§ **Task statement**: Each line of the records below that holds "allow" should be returned.

§ **Dataset entries**:
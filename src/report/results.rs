//! Run results, per-cluster article files and topic hyperparameters.

use std::collections::BTreeMap;
use std::fs;
use std::path::{Path, PathBuf};

use serde::{Deserialize, Serialize};
use tracing::{debug, info, instrument};

use super::error::ReportError;
use crate::article::{ArticleRecord, read_json_file, write_json_atomic};
use crate::topics::{TopicHyperparameters, TopicReport};

/// Per-cluster entry of a [`RunResult`].
#[derive(Debug, Clone, PartialEq, Serialize, Deserialize)]
pub struct ClusterSummary {
    /// Articles in the cluster.
    pub size: usize,
    /// Topic coherence of the cluster, 0.0 when it has no topics.
    pub coherence_score: f64,
    /// Topics found, the outlier topic excluded.
    pub topics_count: usize,
    /// RAKE keyword label.
    pub keywords: Vec<String>,
}

impl ClusterSummary {
    /// Summary of a cluster that produced no topic model.
    #[must_use]
    pub fn empty(size: usize, keywords: Vec<String>) -> Self {
        Self {
            size,
            coherence_score: 0.0,
            topics_count: 0,
            keywords,
        }
    }
}

/// Outcome of one modelling run, written once as `run_result.json`.
#[derive(Debug, Clone, PartialEq, Serialize, Deserialize)]
pub struct RunResult {
    /// Silhouette of the article clustering, in `[-1, 1]`.
    pub silhouette_score: f64,
    /// Number of clusters requested.
    pub n_clusters: usize,
    /// Articles that had text to cluster.
    pub total_articles: usize,
    /// Per-cluster summaries keyed by cluster id.
    pub clusters: BTreeMap<usize, ClusterSummary>,
    /// Mean of the positive per-cluster coherence scores.
    pub coherence_score: f64,
}

impl RunResult {
    /// Assembles a result; the overall coherence is derived from `clusters`.
    #[must_use]
    pub fn new(
        silhouette_score: f64,
        total_articles: usize,
        clusters: BTreeMap<usize, ClusterSummary>,
    ) -> Self {
        let coherence_score = overall_coherence(clusters.values().map(|c| c.coherence_score));
        Self {
            silhouette_score,
            n_clusters: clusters.len(),
            total_articles,
            clusters,
            coherence_score,
        }
    }

    /// Writes the result atomically.
    ///
    /// # Errors
    ///
    /// Returns [`ReportError::Store`] on I/O or serialization failure.
    #[instrument(skip(self), fields(path = %path.display()))]
    pub fn write(&self, path: &Path) -> Result<(), ReportError> {
        write_json_atomic(path, self)?;
        info!(
            silhouette = self.silhouette_score,
            coherence = self.coherence_score,
            clusters = self.n_clusters,
            "run result written"
        );
        Ok(())
    }

    /// Reads a result written by [`RunResult::write`].
    ///
    /// # Errors
    ///
    /// Returns [`ReportError::Store`] when the file is missing or malformed.
    pub fn read(path: &Path) -> Result<Self, ReportError> {
        Ok(read_json_file(path)?)
    }
}

/// Mean of the strictly positive scores, 0.0 when there are none.
#[must_use]
pub fn overall_coherence<I>(scores: I) -> f64
where
    I: IntoIterator<Item = f64>,
{
    let positive: Vec<f64> = scores.into_iter().filter(|&s| s > 0.0).collect();
    if positive.is_empty() {
        return 0.0;
    }
    #[allow(clippy::cast_precision_loss)]
    let count = positive.len() as f64;
    positive.iter().sum::<f64>() / count
}

#[derive(Serialize)]
struct ClusteredArticle<'a> {
    #[serde(flatten)]
    record: &'a ArticleRecord,
    cluster: usize,
}

/// Writes `cluster_<id>.json` for each cluster, replacing the files of any
/// earlier run. Each article carries its `cluster` id.
///
/// # Errors
///
/// Returns [`ReportError`] when stale files cannot be removed or a cluster
/// file cannot be written.
#[instrument(skip(records, labels), fields(dir = %dir.display(), records = records.len()))]
pub fn write_cluster_files(
    dir: &Path,
    records: &[ArticleRecord],
    labels: &[usize],
) -> Result<Vec<PathBuf>, ReportError> {
    remove_stale_cluster_files(dir)?;

    let mut grouped: BTreeMap<usize, Vec<ClusteredArticle<'_>>> = BTreeMap::new();
    for (record, &cluster) in records.iter().zip(labels) {
        grouped
            .entry(cluster)
            .or_default()
            .push(ClusteredArticle { record, cluster });
    }

    let mut written = Vec::with_capacity(grouped.len());
    for (cluster, articles) in &grouped {
        let path = dir.join(cluster_file_name(*cluster));
        write_json_atomic(&path, articles)?;
        written.push(path);
    }
    debug!(files = written.len(), "cluster files written");
    Ok(written)
}

/// `cluster_<id>.json`.
#[must_use]
pub fn cluster_file_name(cluster: usize) -> String {
    format!("cluster_{cluster}.json")
}

fn remove_stale_cluster_files(dir: &Path) -> Result<(), ReportError> {
    let entries = match fs::read_dir(dir) {
        Ok(entries) => entries,
        Err(e) if e.kind() == std::io::ErrorKind::NotFound => return Ok(()),
        Err(e) => return Err(ReportError::io(dir, e)),
    };
    for entry in entries {
        let path = entry.map_err(|e| ReportError::io(dir, e))?.path();
        let stale = path
            .file_name()
            .and_then(|name| name.to_str())
            .is_some_and(|name| name.starts_with("cluster_") && name.ends_with(".json"));
        if stale {
            fs::remove_file(&path).map_err(|e| ReportError::io(&path, e))?;
        }
    }
    Ok(())
}

/// Topic hyperparameters and terms of one cluster, as stored in
/// `topic_info.json`.
#[derive(Debug, Clone, PartialEq, Serialize)]
pub struct ClusterTopicInfo {
    #[serde(flatten)]
    pub hyperparameters: TopicHyperparameters,
    pub coherence_score: f64,
    /// Topic id to its ranked terms.
    pub topics: BTreeMap<i32, Vec<String>>,
}

impl From<&TopicReport> for ClusterTopicInfo {
    fn from(report: &TopicReport) -> Self {
        Self {
            hyperparameters: report.hyperparameters.clone(),
            coherence_score: report.coherence_score,
            topics: report
                .model
                .iter()
                .map(|(&id, terms)| (id, terms.iter().map(|t| t.term.clone()).collect()))
                .collect(),
        }
    }
}

/// Writes `topic_info.json`: cluster id to [`ClusterTopicInfo`].
///
/// # Errors
///
/// Returns [`ReportError::Store`] on I/O or serialization failure.
pub fn write_topic_info(
    path: &Path,
    info: &BTreeMap<usize, ClusterTopicInfo>,
) -> Result<(), ReportError> {
    write_json_atomic(path, info)?;
    Ok(())
}

#[cfg(test)]
#[allow(clippy::unwrap_used)]
mod tests {
    use super::*;
    use crate::article::NOT_FOUND;
    use crate::topics::{ProjectionParams, TopicTerm, TopicTerms};
    use tempfile::TempDir;

    fn summary(size: usize, coherence: f64) -> ClusterSummary {
        ClusterSummary {
            size,
            coherence_score: coherence,
            topics_count: 2,
            keywords: vec!["genome sequencing".to_string()],
        }
    }

    fn record(title: &str) -> ArticleRecord {
        ArticleRecord {
            title: title.to_string(),
            abstract_text: NOT_FOUND.to_string(),
            authors: NOT_FOUND.to_string(),
            journal_conference_name: "IEEE Access".to_string(),
            publisher: "IEEE".to_string(),
            year: "2023".to_string(),
            doi: NOT_FOUND.to_string(),
            group_name: "OpsA".to_string(),
            url: None,
        }
    }

    #[test]
    fn test_overall_coherence_ignores_non_positive_scores() {
        assert!((overall_coherence([0.4, 0.0, 0.6, -0.1]) - 0.5).abs() < 1e-12);
        assert!(overall_coherence([0.0, 0.0]).abs() < f64::EPSILON);
        assert!(overall_coherence([]).abs() < f64::EPSILON);
    }

    #[test]
    fn test_run_result_round_trip() {
        let dir = TempDir::new().unwrap();
        let path = dir.path().join("logs").join("run_result.json");
        let clusters = BTreeMap::from([(0, summary(3, 0.123_456_789)), (1, summary(2, 0.0))]);
        let result = RunResult::new(0.654_321, 5, clusters);

        result.write(&path).unwrap();
        let back = RunResult::read(&path).unwrap();

        assert_eq!(back.n_clusters, 2);
        assert_eq!(back.total_articles, 5);
        assert!((back.silhouette_score - 0.654_321).abs() < 1e-6);
        assert!((back.coherence_score - 0.123_456_789).abs() < 1e-6);
        assert_eq!(back.clusters[&1], result.clusters[&1]);
    }

    #[test]
    fn test_run_result_json_shape() {
        let result = RunResult::new(0.5, 3, BTreeMap::from([(2, summary(3, 0.25))]));
        let value = serde_json::to_value(&result).unwrap();
        assert_eq!(value["clusters"]["2"]["topics_count"], 2);
        assert_eq!(value["n_clusters"], 1);
    }

    #[test]
    fn test_cluster_files_carry_cluster_field_and_replace_stale_files() {
        let dir = TempDir::new().unwrap();
        fs::write(dir.path().join("cluster_9.json"), "[]").unwrap();
        let records = vec![record("a"), record("b"), record("c")];

        let written = write_cluster_files(dir.path(), &records, &[1, 0, 1]).unwrap();

        assert_eq!(written.len(), 2);
        assert!(!dir.path().join("cluster_9.json").exists());
        let raw = fs::read_to_string(dir.path().join("cluster_1.json")).unwrap();
        let value: serde_json::Value = serde_json::from_str(&raw).unwrap();
        assert_eq!(value.as_array().unwrap().len(), 2);
        assert_eq!(value[0]["cluster"], 1);
        assert_eq!(value[1]["title"], "c");
        assert!(value[0].get("url").is_none());
    }

    #[test]
    fn test_topic_info_flattens_hyperparameters() {
        let report = TopicReport {
            model: TopicTerms::from([(
                0,
                vec![TopicTerm {
                    term: "genome sequencing".to_string(),
                    weight: 1.5,
                }],
            )]),
            topic_sizes: BTreeMap::from([(0, 4)]),
            coherence_score: 0.0,
            hyperparameters: TopicHyperparameters {
                min_topic_size: 2,
                vectorizer_model: "tfidf".to_string(),
                projection: ProjectionParams::for_points(8),
            },
        };
        let info = BTreeMap::from([(0, ClusterTopicInfo::from(&report))]);
        let dir = TempDir::new().unwrap();
        let path = dir.path().join("topic_info.json");
        write_topic_info(&path, &info).unwrap();

        let value: serde_json::Value = serde_json::from_str(&fs::read_to_string(&path).unwrap()).unwrap();
        assert_eq!(value["0"]["min_topic_size"], 2);
        assert_eq!(value["0"]["projection"]["metric"], "cosine");
        assert_eq!(value["0"]["topics"]["0"][0], "genome sequencing");
    }
}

§ **Result of this exercise**:
    #[allow(clippy::cast_precision_loss)]
#[allow(clippy::unwrap_used)]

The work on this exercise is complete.